▶ **Task directions**:
Filter the entries beneath this task, copying only the lines that hold the word "crate".

Stored items:
//! User profile queries and self-service management.

use std::sync::Arc;

use tracing::info;

use crate::auth::AuthError;
use crate::context::RequestContext;
use crate::models::auth::{TokenClaims, User, UserUpdate};
use crate::store::{StoreError, USERS_EMAIL_KEY, UserStore};

fn lookup_failure(e: StoreError) -> AuthError {
    AuthError::internal("user lookup", e)
}

/// Read and manage user records on behalf of an authenticated caller.
pub struct UserService {
    store: Arc<dyn UserStore>,
}

impl UserService {
    pub fn new(store: Arc<dyn UserStore>) -> Self {
        Self { store }
    }

    pub async fn get_user(&self, ctx: &RequestContext, id: i64) -> Result<User, AuthError> {
        ctx.run(async {
            self.store
                .find_user_by_id(id)
                .await
                .map_err(lookup_failure)?
                .ok_or(AuthError::NotFound)
        })
        .await
    }

    pub async fn get_user_by_email(
        &self,
        ctx: &RequestContext,
        email: &str,
    ) -> Result<User, AuthError> {
        ctx.run(async {
            self.store
                .find_user_by_email(email)
                .await
                .map_err(lookup_failure)?
                .ok_or(AuthError::NotFound)
        })
        .await
    }

    pub async fn list_users(&self, ctx: &RequestContext) -> Result<Vec<User>, AuthError> {
        ctx.run(async { self.store.list_users().await.map_err(lookup_failure) })
            .await
    }

    /// The user behind a verified access token.
    pub async fn current_user(
        &self,
        ctx: &RequestContext,
        claims: &TokenClaims,
    ) -> Result<User, AuthError> {
        self.get_user(ctx, claims.user_id).await
    }

    /// Update the caller's own profile.
    pub async fn update_user(
        &self,
        ctx: &RequestContext,
        actor: &TokenClaims,
        update: &UserUpdate,
    ) -> Result<User, AuthError> {
        if actor.user_id != update.id {
            return Err(AuthError::Forbidden);
        }
        ctx.run(async {
            let user = match self.store.update_user(update).await {
                Ok(user) => user.ok_or(AuthError::NotFound)?,
                Err(e) if e.is_unique_violation_on(USERS_EMAIL_KEY) => {
                    return Err(AuthError::Conflict);
                }
                Err(e) => return Err(AuthError::internal("update user", e)),
            };
            info!(user_id = user.id, "user updated");
            Ok(user)
        })
        .await
    }

    /// Delete the caller's own account, along with its tokens and sessions.
    pub async fn delete_user(
        &self,
        ctx: &RequestContext,
        actor: &TokenClaims,
        id: i64,
    ) -> Result<(), AuthError> {
        if actor.user_id != id {
            return Err(AuthError::Forbidden);
        }
        ctx.run(async {
            let deleted = self
                .store
                .delete_user(id)
                .await
                .map_err(|e| AuthError::internal("delete user", e))?;
            if !deleted {
                return Err(AuthError::NotFound);
            }
            info!(user_id = id, "user deleted");
            Ok(())
        })
        .await
    }
}

#[cfg(test)]
mod tests {
    use super::*;
    use crate::models::auth::{NewUser, TokenKind};
    use crate::store::memory::MemoryStore;

    async fn seeded() -> (UserService, User, User) {
        let store = Arc::new(MemoryStore::new());
        let mut users = Vec::new();
        for (name, email) in [("alice", "alice@x.com"), ("bob", "bob@x.com")] {
            users.push(
                store
                    .create_user(&NewUser {
                        username: name.into(),
                        email: email.into(),
                        password_hash: Some("hash".into()),
                        ..Default::default()
                    })
                    .await
                    .unwrap(),
            );
        }
        let bob = users.pop().unwrap();
        let alice = users.pop().unwrap();
        (UserService::new(store), alice, bob)
    }

    fn claims_for(user: &User) -> TokenClaims {
        TokenClaims {
            user_id: user.id,
            username: user.username.clone(),
            email: user.email.clone(),
            jti: "jti".into(),
            typ: TokenKind::Access,
            iat: 0,
            exp: i64::MAX,
        }
    }

    fn update_of(user: &User, email: &str) -> UserUpdate {
        UserUpdate {
            id: user.id,
            username: "renamed".into(),
            avatar_url: None,
            email: email.into(),
        }
    }

    #[tokio::test]
    async fn lookups() {
        let (svc, alice, _) = seeded().await;
        let ctx = RequestContext::background();
        assert_eq!(svc.get_user(&ctx, alice.id).await.unwrap(), alice);
        assert_eq!(
            svc.get_user_by_email(&ctx, "alice@x.com").await.unwrap(),
            alice
        );
        assert_eq!(svc.list_users(&ctx).await.unwrap().len(), 2);
        assert_eq!(svc.current_user(&ctx, &claims_for(&alice)).await.unwrap(), alice);
        assert!(matches!(
            svc.get_user(&ctx, 999).await,
            Err(AuthError::NotFound)
        ));
    }

    #[tokio::test]
    async fn update_own_profile() {
        let (svc, alice, _) = seeded().await;
        let ctx = RequestContext::background();
        let updated = svc
            .update_user(&ctx, &claims_for(&alice), &update_of(&alice, "a2@x.com"))
            .await
            .unwrap();
        assert_eq!(updated.username, "renamed");
        assert_eq!(updated.email, "a2@x.com");
    }

    #[tokio::test]
    async fn cannot_touch_other_users() {
        let (svc, alice, bob) = seeded().await;
        let ctx = RequestContext::background();
        assert!(matches!(
            svc.update_user(&ctx, &claims_for(&alice), &update_of(&bob, "b2@x.com"))
                .await,
            Err(AuthError::Forbidden)
        ));
        assert!(matches!(
            svc.delete_user(&ctx, &claims_for(&alice), bob.id).await,
            Err(AuthError::Forbidden)
        ));
    }

    #[tokio::test]
    async fn email_collision_on_update_is_conflict() {
        let (svc, alice, _) = seeded().await;
        let ctx = RequestContext::background();
        assert!(matches!(
            svc.update_user(&ctx, &claims_for(&alice), &update_of(&alice, "bob@x.com"))
                .await,
            Err(AuthError::Conflict)
        ));
    }

    #[tokio::test]
    async fn delete_own_account() {
        let (svc, alice, _) = seeded().await;
        let ctx = RequestContext::background();
        let actor = claims_for(&alice);
        svc.delete_user(&ctx, &actor, alice.id).await.unwrap();
        assert!(matches!(
            svc.delete_user(&ctx, &actor, alice.id).await,
            Err(AuthError::NotFound)
        ));
    }
}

▶ **Answer section**:
use crate::auth::AuthError;
use crate::context::RequestContext;
use crate::models::auth::{TokenClaims, User, UserUpdate};
use crate::store::{StoreError, USERS_EMAIL_KEY, UserStore};
    use crate::models::auth::{NewUser, TokenKind};
    use crate::store::memory::MemoryStore;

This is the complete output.